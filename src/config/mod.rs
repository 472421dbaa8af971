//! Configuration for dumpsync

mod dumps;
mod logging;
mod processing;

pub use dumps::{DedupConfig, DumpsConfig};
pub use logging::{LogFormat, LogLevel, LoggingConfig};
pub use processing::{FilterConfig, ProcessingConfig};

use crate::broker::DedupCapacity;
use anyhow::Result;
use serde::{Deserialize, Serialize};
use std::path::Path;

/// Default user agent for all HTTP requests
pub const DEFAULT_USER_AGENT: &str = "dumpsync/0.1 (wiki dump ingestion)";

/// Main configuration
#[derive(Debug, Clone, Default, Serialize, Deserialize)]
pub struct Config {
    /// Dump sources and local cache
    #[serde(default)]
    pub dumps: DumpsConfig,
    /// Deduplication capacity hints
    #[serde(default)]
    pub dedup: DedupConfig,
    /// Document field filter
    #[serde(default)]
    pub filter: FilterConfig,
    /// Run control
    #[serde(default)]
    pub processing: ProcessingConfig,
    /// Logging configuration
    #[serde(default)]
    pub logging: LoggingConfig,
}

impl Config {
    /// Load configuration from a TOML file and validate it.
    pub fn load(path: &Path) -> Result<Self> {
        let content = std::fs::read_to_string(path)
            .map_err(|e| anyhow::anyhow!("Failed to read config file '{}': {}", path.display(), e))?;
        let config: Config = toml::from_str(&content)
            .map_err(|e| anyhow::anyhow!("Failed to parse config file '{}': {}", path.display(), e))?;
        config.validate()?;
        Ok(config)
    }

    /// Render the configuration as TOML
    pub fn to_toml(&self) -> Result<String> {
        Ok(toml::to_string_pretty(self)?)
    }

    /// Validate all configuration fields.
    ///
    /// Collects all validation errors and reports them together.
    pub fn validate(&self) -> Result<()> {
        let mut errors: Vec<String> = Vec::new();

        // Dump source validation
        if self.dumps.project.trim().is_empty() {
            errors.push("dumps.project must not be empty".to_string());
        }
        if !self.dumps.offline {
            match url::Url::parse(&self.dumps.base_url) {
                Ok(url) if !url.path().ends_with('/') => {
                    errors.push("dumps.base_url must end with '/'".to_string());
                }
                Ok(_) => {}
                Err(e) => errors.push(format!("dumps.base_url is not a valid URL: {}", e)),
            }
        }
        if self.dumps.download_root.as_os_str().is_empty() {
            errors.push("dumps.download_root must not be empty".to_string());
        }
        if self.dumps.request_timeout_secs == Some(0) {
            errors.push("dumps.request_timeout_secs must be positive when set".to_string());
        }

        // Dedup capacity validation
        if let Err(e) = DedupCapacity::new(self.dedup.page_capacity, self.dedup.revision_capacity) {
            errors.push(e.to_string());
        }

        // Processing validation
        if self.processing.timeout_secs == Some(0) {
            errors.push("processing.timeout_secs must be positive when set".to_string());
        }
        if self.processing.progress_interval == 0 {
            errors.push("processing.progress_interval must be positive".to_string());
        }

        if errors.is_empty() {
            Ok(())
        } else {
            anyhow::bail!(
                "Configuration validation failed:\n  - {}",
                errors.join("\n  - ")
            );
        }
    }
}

* * *

WHAT THE TASK REQUIRES:
What you should do is return the records above exactly, leaving nothing out.

RESULT:
filename src/config/mod.rs
repository 472421dbaa8af971
//! Configuration for dumpsync

mod dumps;
mod logging;
mod processing;

pub use dumps::{DedupConfig, DumpsConfig};
pub use logging::{LogFormat, LogLevel, LoggingConfig};
pub use processing::{FilterConfig, ProcessingConfig};

use crate::broker::DedupCapacity;
use anyhow::Result;
use serde::{Deserialize, Serialize};
use std::path::Path;

/// Default user agent for all HTTP requests
pub const DEFAULT_USER_AGENT: &str = "dumpsync/0.1 (wiki dump ingestion)";

/// Main configuration
#[derive(Debug, Clone, Default, Serialize, Deserialize)]
pub struct Config {
    /// Dump sources and local cache
    #[serde(default)]
    pub dumps: DumpsConfig,
    /// Deduplication capacity hints
    #[serde(default)]
    pub dedup: DedupConfig,
    /// Document field filter
    #[serde(default)]
    pub filter: FilterConfig,
    /// Run control
    #[serde(default)]
    pub processing: ProcessingConfig,
    /// Logging configuration
    #[serde(default)]
    pub logging: LoggingConfig,
}

impl Config {
    /// Load configuration from a TOML file and validate it.
    pub fn load(path: &Path) -> Result<Self> {
        let content = std::fs::read_to_string(path)
            .map_err(|e| anyhow::anyhow!("Failed to read config file '{}': {}", path.display(), e))?;
        let config: Config = toml::from_str(&content)
            .map_err(|e| anyhow::anyhow!("Failed to parse config file '{}': {}", path.display(), e))?;
        config.validate()?;
        Ok(config)
    }

    /// Render the configuration as TOML
    pub fn to_toml(&self) -> Result<String> {
        Ok(toml::to_string_pretty(self)?)
    }

    /// Validate all configuration fields.
    ///
    /// Collects all validation errors and reports them together.
    pub fn validate(&self) -> Result<()> {
        let mut errors: Vec<String> = Vec::new();

        // Dump source validation
        if self.dumps.project.trim().is_empty() {
            errors.push("dumps.project must not be empty".to_string());
        }
        if !self.dumps.offline {
            match url::Url::parse(&self.dumps.base_url) {
                Ok(url) if !url.path().ends_with('/') => {
                    errors.push("dumps.base_url must end with '/'".to_string());
                }
                Ok(_) => {}
                Err(e) => errors.push(format!("dumps.base_url is not a valid URL: {}", e)),
            }
        }
        if self.dumps.download_root.as_os_str().is_empty() {
            errors.push("dumps.download_root must not be empty".to_string());
        }
        if self.dumps.request_timeout_secs == Some(0) {
            errors.push("dumps.request_timeout_secs must be positive when set".to_string());
        }

        // Dedup capacity validation
        if let Err(e) = DedupCapacity::new(self.dedup.page_capacity, self.dedup.revision_capacity) {
            errors.push(e.to_string());
        }

        // Processing validation
        if self.processing.timeout_secs == Some(0) {
            errors.push("processing.timeout_secs must be positive when set".to_string());
        }
        if self.processing.progress_interval == 0 {
            errors.push("processing.progress_interval must be positive".to_string());
        }

        if errors.is_empty() {
            Ok(())
        } else {
            anyhow::bail!(
                "Configuration validation failed:\n  - {}",
                errors.join("\n  - ")
            );
        }
    }
}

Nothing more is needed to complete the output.